Bereits vor Weihnachten hatte ich mir die Polar M600 gekauft und wenn ich ehrlich bin, ist es ein echter Spontankauf gewesen. Eine zuverlässige Laufuhr hatte ich bereits – ebenso eine Smartwatch. Außerdem lag zu diesem Zeitpunkt bereits eine andere Laufuhr für einen Test auf meinem Schreibtisch. Und trotzdem… von der Polar M600 ging eine Faszination aus. Die erste Android Wear Uhr von Polar, die nun auch für das iPhone geeignet sein sollte. Spannend! Also war für mich klar, dass ich die Polar M600 einem Test unterziehen musste. Dass ich dabei länger brauchen sollte, als ursprünglich geplant, war allerdings auch eine Überraschung.

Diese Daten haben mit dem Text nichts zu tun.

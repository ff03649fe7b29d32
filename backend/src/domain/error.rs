//! Domain-level error payload.
//!
//! These errors are transport agnostic. The HTTP adapter maps each
//! [`ErrorCode`] to a status code and serializes the payload as the response
//! body.

use serde::{Deserialize, Serialize};
use serde_json::Value;

use super::TraceId;

/// Stable machine-readable error code describing the failure category.
#[derive(Debug, Clone, Copy, PartialEq, Eq, Hash, Serialize, Deserialize)]
#[non_exhaustive]
#[serde(rename_all = "snake_case")]
pub enum ErrorCode {
    /// The request is malformed or a business rule rejected it.
    InvalidRequest,
    /// Input failed field validation.
    ValidationFailed,
    /// Authentication failed or is missing.
    Unauthorized,
    /// Authenticated but not permitted to perform this action.
    Forbidden,
    /// The requested resource does not exist.
    NotFound,
    /// The request conflicts with existing state.
    Conflict,
    /// The caller exceeded a request quota.
    RateLimited,
    /// A backing service is unreachable.
    ServiceUnavailable,
    /// A collaborator failed in a way that may succeed on retry.
    TransientFailure,
    /// An unexpected error occurred inside the domain.
    InternalError,
}

impl ErrorCode {
    /// Whether clients must only ever see a generic message for this code.
    #[must_use]
    pub fn is_redacted(self) -> bool {
        matches!(self, Self::InternalError | Self::TransientFailure)
    }
}

/// Error payload shared by every service.
///
/// Construction captures the [`TraceId`] in scope, if any, so responses carry
/// the identifier without handlers threading it through.
///
/// # Examples
/// ```
/// use campsite::domain::{Error, ErrorCode};
///
/// let err = Error::not_found("placemark not found");
/// assert_eq!(err.code(), ErrorCode::NotFound);
/// assert_eq!(err.message(), "placemark not found");
/// ```
#[derive(Debug, Clone, PartialEq, Serialize, Deserialize)]
#[serde(rename_all = "camelCase")]
pub struct Error {
    code: ErrorCode,
    message: String,
    #[serde(skip_serializing_if = "Option::is_none")]
    trace_id: Option<String>,
    #[serde(skip_serializing_if = "Option::is_none")]
    details: Option<Value>,
}

impl Error {
    pub fn new(code: ErrorCode, message: impl Into<String>) -> Self {
        Self {
            code,
            message: message.into(),
            trace_id: TraceId::current().map(|id| id.to_string()),
            details: None,
        }
    }

    pub fn code(&self) -> ErrorCode {
        self.code
    }

    pub fn message(&self) -> &str {
        self.message.as_str()
    }

    pub fn trace_id(&self) -> Option<&str> {
        self.trace_id.as_deref()
    }

    pub fn details(&self) -> Option<&Value> {
        self.details.as_ref()
    }

    /// Attach structured details to the error.
    ///
    /// # Examples
    /// ```
    /// use campsite::domain::Error;
    /// use serde_json::json;
    ///
    /// let err = Error::validation_failed("invalid input")
    ///     .with_details(json!({ "field": "email" }));
    /// assert!(err.details().is_some());
    /// ```
    pub fn with_details(mut self, details: Value) -> Self {
        self.details = Some(details);
        self
    }

    /// Override the captured trace identifier.
    pub fn with_trace_id(mut self, id: impl Into<String>) -> Self {
        self.trace_id = Some(id.into());
        self
    }

    /// Copy of this error safe to hand to clients.
    ///
    /// Redacted codes keep their trace identifier but lose the message and
    /// details.
    #[must_use]
    pub fn redacted(&self) -> Self {
        if !self.code.is_redacted() {
            return self.clone();
        }
        Self {
            code: self.code,
            message: "Internal server error".to_owned(),
            trace_id: self.trace_id.clone(),
            details: None,
        }
    }

    pub fn invalid_request(message: impl Into<String>) -> Self {
        Self::new(ErrorCode::InvalidRequest, message)
    }

    pub fn validation_failed(message: impl Into<String>) -> Self {
        Self::new(ErrorCode::ValidationFailed, message)
    }

    pub fn unauthorized(message: impl Into<String>) -> Self {
        Self::new(ErrorCode::Unauthorized, message)
    }

    pub fn forbidden(message: impl Into<String>) -> Self {
        Self::new(ErrorCode::Forbidden, message)
    }

    pub fn not_found(message: impl Into<String>) -> Self {
        Self::new(ErrorCode::NotFound, message)
    }

    pub fn conflict(message: impl Into<String>) -> Self {
        Self::new(ErrorCode::Conflict, message)
    }

    pub fn rate_limited(message: impl Into<String>) -> Self {
        Self::new(ErrorCode::RateLimited, message)
    }

    pub fn service_unavailable(message: impl Into<String>) -> Self {
        Self::new(ErrorCode::ServiceUnavailable, message)
    }

    pub fn transient_failure(message: impl Into<String>) -> Self {
        Self::new(ErrorCode::TransientFailure, message)
    }

    pub fn internal(message: impl Into<String>) -> Self {
        Self::new(ErrorCode::InternalError, message)
    }
}

impl std::fmt::Display for Error {
    fn fmt(&self, f: &mut std::fmt::Formatter<'_>) -> std::fmt::Result {
        write!(f, "{}", self.message)
    }
}

impl std::error::Error for Error {}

Mit der bereits Q3/2016 erschienenen M600 stößt Polar nun gezielt in das Smartwatch-Segment vor. Eigentlich nicht verwunderlich, wenn man betrachtet, wie viele Uhren sich in diesem Bereich verkaufen lassen. Polar betritt damit Neuland, denn bisher lag der Fokus auf Multisportuhren, die fürs Laufen und Triathlon optimiert waren, und auf Fitnesstrackern. Die neue Polar M600 ist als Brückenschlag oder als Spagat zwischen zwei Welten zu sehen: Eine Kombination aus Sportuhr und Smartwatch.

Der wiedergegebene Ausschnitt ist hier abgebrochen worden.